Biofabrication of cancer cell-seeded collagen hydrogel constructs using gel aspiration-ejection. (a) Collagen disks were created using a dermal punch or extruding from a PDMS mold on gels polymerized in Petri dishes. (b) The punched disks were transferred to a gel aspiration system, under an inverted phase-contrast microscope to observe rapid gel deformation. (c) The aspiration pressure was calibrated to the rotation of the knob controlling plunger position of the oil-filled syringe by connecting the capillary tube to a second syringe with a fixed plunger, housing a pressure sensor. (d) Two breast cancer cell lines were cultured in aspirated (+Asp) and unaspirated (−Asp) gels for 3 days, with assessments taken at the indicated timepoints. H&E, hematoxylin and eosin; PDMS, polydimethylsiloxane; XTT, 2,3-Bis(2-methoxy-4-nitro-5-sulfophenyl)-2H-tetrazolium-5-carboxanilide salt

2.3 ∣. Micropipette aspiration

Micropipette gel aspiration-ejection (GAE), a variant of needle-based GAE, was performed as described below (Figure 1). Free-floating, cylindrical, cell-seeded collagen disks were created from the cell and collagen layer in Petri dishes in two ways: (a) by pressing down and gently rotating a 3-mm diameter dermal punch (Sklar Corporation, West Chester, PA; Figure 1a), or alternatively, using a poly-dimethylsiloxane (PDMS) mold to form the gel constructs and allow them to be gently extruded by a stream of media from a pipette (Figure S2). The collagen disks were transferred directly to a micropipette aspiration set-up (Figure 1b) in a sterile biosafety hood, or by spatula to the stage of an inverted phase-contrast microscope (CK30; Olympus Corporation of the Americas, Center Valley, PA), to record images of the aspiration process. In the latter case, the imaging chamber consisted of a space made by microscope slides above and below 2-mm tall spacers, in which a droplet of PBS was held by surface cohesion to both glass surfaces.
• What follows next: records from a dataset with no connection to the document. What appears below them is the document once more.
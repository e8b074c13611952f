//! Termination signals.
//!
//! Unix: `SIGINT`, `SIGTERM` (systemd, Kubernetes), `SIGQUIT`.
//! Elsewhere: Ctrl-C only.

use std::io;

/// Completes on the first termination signal and names it.
///
/// Fails only if a listener cannot be registered.
#[cfg(unix)]
pub(crate) async fn wait_for_shutdown_signal() -> io::Result<&'static str> {
    use tokio::signal::unix::{SignalKind, signal};

    let mut interrupt = signal(SignalKind::interrupt())?;
    let mut terminate = signal(SignalKind::terminate())?;
    let mut quit = signal(SignalKind::quit())?;

    let name = tokio::select! {
        _ = interrupt.recv() => "SIGINT",
        _ = terminate.recv() => "SIGTERM",
        _ = quit.recv() => "SIGQUIT",
    };
    Ok(name)
}

#[cfg(not(unix))]
pub(crate) async fn wait_for_shutdown_signal() -> io::Result<&'static str> {
    tokio::signal::ctrl_c().await?;
    Ok("ctrl-c")
}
The end of a borosilicate glass capillary tube, with inner diameter of 0.8 mm and outer diameter of 1 mm (Cole-Parmer, Vernon Hills, IL) was aligned parallel to the gel floating in the PBS droplet, just visible in the microscope's field of view, and was attached to a pneumatic oil aspirator/injector (IM-6; Narishige International, Amityville, NY). The capillary tube was briefly fired in a Bunsen burner to create smooth edges, rinsed with 70% ethanol and sterile DI water, and dried before use. Images were captured at 11 frames per second during aspiration by a CMOS digital microscope camera (MU300; Amscope, Irvine, CA). Defined aspiration steps were created by marking the syringe control knob at 4.7° intervals (defined as 1 step) and attaching a rigid chamber containing a pressure sensor (BMP 180; Adafruit, New York, NY) to the end of the capillary tube (Figure 1b). A linear calibration of ~100 Pa/step was obtained for 60 × 4.7° steps or 282° of rotation of the control knob. A high-pressure aspiration was defined as a rapid rotation of the control knob 180°, about 38 steps, corresponding to 3.8 kPa of applied pressure. After 30 s in the capillary tube, the gels were ejected back into DMEM culture media in new Petri dishes. Alternatively, a low-pressure aspiration was defined as a pressure step of ~200 Pa every 20 s, until the gel collapsed into the capillary tube while experiencing a gradually built-up aspiration pressure.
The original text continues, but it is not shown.